Another day I went up to Rossura, a village that can be seen from the windows of the Hotel dell’ Angelo, and which stands about 3500 feet above the sea, or a little more than 1100 feet above Faido. The path to it passes along some meadows, from which the church of Calonico can be seen on the top of its rocks some few miles off. By and by a torrent is reached, and the ascent begins in earnest. When the level of Rossura has been nearly attained, the path turns off into meadows to the right, and continues — occasionally under magnificent chestnuts — till one comes to Rossura.

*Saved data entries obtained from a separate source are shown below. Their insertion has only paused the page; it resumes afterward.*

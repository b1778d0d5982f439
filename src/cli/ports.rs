use anyhow::{Context, Result};
use log::warn;

use reflowlog::device::list_candidate_ports;

/// Print serial ports that can be opened, one per line
pub fn run() -> Result<()> {
    let ports = list_candidate_ports().context("Failed to look for serial ports")?;

    if ports.is_empty() {
        warn!("No usable serial ports found");
    }
    for port in ports {
        println!("{}", port);
    }
    Ok(())
}
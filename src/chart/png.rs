//! Raster snapshot of a session chart.

use std::convert::Infallible;
use std::io::{Seek, Write};

use embedded_graphics::mono_font::iso_8859_1::{FONT_10X20, FONT_7X13};
use embedded_graphics::mono_font::MonoTextStyle;
use embedded_graphics::pixelcolor::Rgb888;
use embedded_graphics::prelude::*;
use embedded_graphics::primitives::{Line, Polyline, PrimitiveStyle, Rectangle};
use embedded_graphics::text::{Alignment, Baseline, Text, TextStyleBuilder};
use image::{ImageFormat, Rgba, RgbaImage};

use super::{colour, line_points, ChartLayout, Panel};
use crate::protocol::Sample;

const WIDTH: u32 = 1400;
const HEIGHT: u32 = 1000;

const BACKGROUND: Rgb888 = Rgb888::WHITE;
const FRAME: Rgb888 = Rgb888::BLACK;
const GRID: Rgb888 = Rgb888::new(0xe0, 0xe0, 0xe0);

const TICK_STEP: f64 = 50.0;

/// `RgbaImage` as an embedded-graphics draw target.
struct Canvas(RgbaImage);

impl Canvas {
    fn new() -> Self {
        let [r, g, b] = [BACKGROUND.r(), BACKGROUND.g(), BACKGROUND.b()];
        Self(RgbaImage::from_pixel(WIDTH, HEIGHT, Rgba([r, g, b, 0xff])))
    }
}

impl OriginDimensions for Canvas {
    fn size(&self) -> Size {
        Size::new(self.0.width(), self.0.height())
    }
}

impl DrawTarget for Canvas {
    type Color = Rgb888;
    type Error = Infallible;

    fn draw_iter<I>(&mut self, pixels: I) -> Result<(), Self::Error>
    where
        I: IntoIterator<Item = Pixel<Self::Color>>,
    {
        for Pixel(point, color) in pixels {
            let (Ok(x), Ok(y)) = (u32::try_from(point.x), u32::try_from(point.y)) else {
                continue;
            };
            if x < self.0.width() && y < self.0.height() {
                self.0.put_pixel(x, y, Rgba([color.r(), color.g(), color.b(), 0xff]));
            }
        }
        Ok(())
    }
}

/// Pixel rectangle of one panel.
#[derive(Debug, Clone, Copy)]
struct Area {
    left: i32,
    top: i32,
    width: i32,
    height: i32,
}

impl Area {
    fn right(&self) -> i32 {
        self.left + self.width
    }

    fn bottom(&self) -> i32 {
        self.top + self.height
    }

    fn rectangle(&self) -> Rectangle {
        Rectangle::new(
            Point::new(self.left, self.top),
            Size::new(self.width as u32 + 1, self.height as u32 + 1),
        )
    }

    fn project(&self, x: f64, y: f64, max_x: f64, max_y: f64) -> Point {
        let px = f64::from(self.left) + x / max_x * f64::from(self.width);
        let py = f64::from(self.bottom()) - y / max_y * f64::from(self.height);
        // keep off-chart values close enough that clipping stays cheap
        let limit = 2 * WIDTH.max(HEIGHT) as i32;
        Point::new(
            (px.round() as i32).clamp(-limit, limit),
            (py.round() as i32).clamp(-limit, limit),
        )
    }
}

/// Panel rectangles: room for title and tick labels, 2% gap, heights split 4:1.
fn panel_areas() -> (Area, Area) {
    let (left, right, top, bottom) = (80, 30, 50, 70);
    let gap = (HEIGHT as f64 * 0.02) as i32;
    let width = WIDTH as i32 - left - right;
    let plot_height = HEIGHT as i32 - top - bottom - gap;
    let upper_height = plot_height * 4 / 5;

    let upper = Area { left, top, width, height: upper_height };
    let lower = Area {
        left,
        top: top + upper_height + gap,
        width,
        height: plot_height - upper_height,
    };
    (upper, lower)
}

fn rgb([r, g, b]: [u8; 3]) -> Rgb888 {
    Rgb888::new(r, g, b)
}

/// Render the chart of `records` as a PNG image with title, legends and axis labels.
pub fn render_png<W: Write + Seek>(
    writer: &mut W,
    layout: &ChartLayout,
    records: &[Sample],
    title: &str,
) -> Result<(), image::ImageError> {
    chart_image(layout, records, title).write_to(writer, ImageFormat::Png)
}

fn chart_image(layout: &ChartLayout, records: &[Sample], title: &str) -> RgbaImage {
    let mut canvas = Canvas::new();
    draw_chart(&mut canvas, layout, records, title).unwrap_or_else(|never| match never {});
    canvas.0
}

fn draw_chart(
    canvas: &mut Canvas,
    layout: &ChartLayout,
    records: &[Sample],
    title: &str,
) -> Result<(), Infallible> {
    let large = MonoTextStyle::new(&FONT_10X20, Rgb888::BLACK);
    let small = MonoTextStyle::new(&FONT_7X13, Rgb888::BLACK);
    let centered = TextStyleBuilder::new()
        .alignment(Alignment::Center)
        .baseline(Baseline::Top)
        .build();

    Text::with_text_style(title, Point::new(WIDTH as i32 / 2, 15), large, centered).draw(canvas)?;

    let (upper, lower) = panel_areas();
    let panels = [
        (upper, Panel::Temperature, "Temperature [°C]"),
        (lower, Panel::Pwm, "PWM value"),
    ];

    for (area, panel, axis_label) in panels {
        let max_y = layout.max_y(panel);
        draw_grid(canvas, area, layout.max_x, max_y, panel == Panel::Pwm, small)?;

        let mut clipped = canvas.clipped(&area.rectangle());
        for (index, line) in layout.lines_on(panel) {
            let points: Vec<Point> = line_points(records, line.channel)
                .into_iter()
                .map(|(x, y)| area.project(x, y, layout.max_x, max_y))
                .collect();
            if points.len() > 1 {
                Polyline::new(&points)
                    .into_styled(PrimitiveStyle::with_stroke(rgb(colour(index)), 2))
                    .draw(&mut clipped)?;
            }
        }

        Text::with_baseline(
            axis_label,
            Point::new(area.left + 8, area.top + 6),
            small,
            Baseline::Top,
        )
        .draw(canvas)?;
        draw_legend(canvas, area, layout, panel, small)?;

        area.rectangle()
            .into_styled(PrimitiveStyle::with_stroke(FRAME, 1))
            .draw(canvas)?;
    }

    let centered_below = TextStyleBuilder::new()
        .alignment(Alignment::Center)
        .baseline(Baseline::Bottom)
        .build();
    Text::with_text_style(
        "Time [s]",
        Point::new(lower.left + lower.width / 2, HEIGHT as i32 - 10),
        large,
        centered_below,
    )
    .draw(canvas)?;

    Ok(())
}

fn draw_grid(
    canvas: &mut Canvas,
    area: Area,
    max_x: f64,
    max_y: f64,
    with_x_labels: bool,
    font: MonoTextStyle<'_, Rgb888>,
) -> Result<(), Infallible> {
    let grid = PrimitiveStyle::with_stroke(GRID, 1);
    let right_middle = TextStyleBuilder::new()
        .alignment(Alignment::Right)
        .baseline(Baseline::Middle)
        .build();

    let mut tick = 0.0;
    while tick <= max_y {
        let y = area.project(0.0, tick, max_x, max_y).y;
        if tick > 0.0 {
            Line::new(Point::new(area.left, y), Point::new(area.right(), y))
                .into_styled(grid)
                .draw(canvas)?;
        }
        Text::with_text_style(&format!("{tick:.0}"), Point::new(area.left - 6, y), font, right_middle)
            .draw(canvas)?;
        tick += TICK_STEP;
    }

    if with_x_labels {
        let centered = TextStyleBuilder::new()
            .alignment(Alignment::Center)
            .baseline(Baseline::Top)
            .build();
        let mut tick = 0.0;
        while tick <= max_x {
            let x = area.project(tick, 0.0, max_x, max_y).x;
            Text::with_text_style(&format!("{tick:.0}"), Point::new(x, area.bottom() + 6), font, centered)
                .draw(canvas)?;
            tick += TICK_STEP;
        }
    }
    Ok(())
}

/// Legend in the top-right corner of a panel.
fn draw_legend(
    canvas: &mut Canvas,
    area: Area,
    layout: &ChartLayout,
    panel: Panel,
    font: MonoTextStyle<'_, Rgb888>,
) -> Result<(), Infallible> {
    let x = area.right() - 150;
    for (index, line) in layout.lines_on(panel) {
        let y = area.top + 14 + index as i32 * 16;
        Line::new(Point::new(x, y), Point::new(x + 24, y))
            .into_styled(PrimitiveStyle::with_stroke(rgb(colour(index)), 3))
            .draw(canvas)?;
        Text::with_baseline(&line.label, Point::new(x + 32, y), font, Baseline::Middle).draw(canvas)?;
    }
    Ok(())
}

The church has been a good deal restored during the last few years, and an interesting old chapel — with an altar in it — at which mass was said during a time of plague, while the people stood some way off in a meadow, has just been entirely renovated; but as with some English churches, the more closely a piece of old work is copied the more palpably does the modern spirit show through it, so here the opposite occurs, for the old-worldliness of the place has not been impaired by much renovation, though the intention has been to make everything as modern as possible.
I know few things more touching in their way than the porch of Rossura church. It is dated early in the last century, and is absolutely without ornament; the flight of steps inside it lead up to the level of the floor of the church. One lovely summer Sunday morning, passing the church betimes, I saw the people kneeling upon these steps, the church within being crammed. In the darker light of the porch, they told out against the sky that showed through the open arch beyond them; far away the eye rested on the mountains — deep blue save where the snow still lingered. I never saw anything more beautiful — and these forsooth are the people whom so many of us think to better by distributing tracts about Protestantism among them!
While I was looking, there came a sound of music through the open door — the people lifting up their voices and singing, as near as I can remember, something which on the piano would come thus:-
I liked the porch almost best under an aspect which it no longer presents. One summer an opening was made in the west wall, which was afterwards closed because the wind blew through it too much and made the church too cold. While it was open, one could sit on the church steps and look down through it on to the bottom of the Ticino valley; and through the windows one could see the slopes about Dalpe and Cornone. Between the two windows there is a picture of austere old S. Carlo Borromeo with his hands joined in prayer.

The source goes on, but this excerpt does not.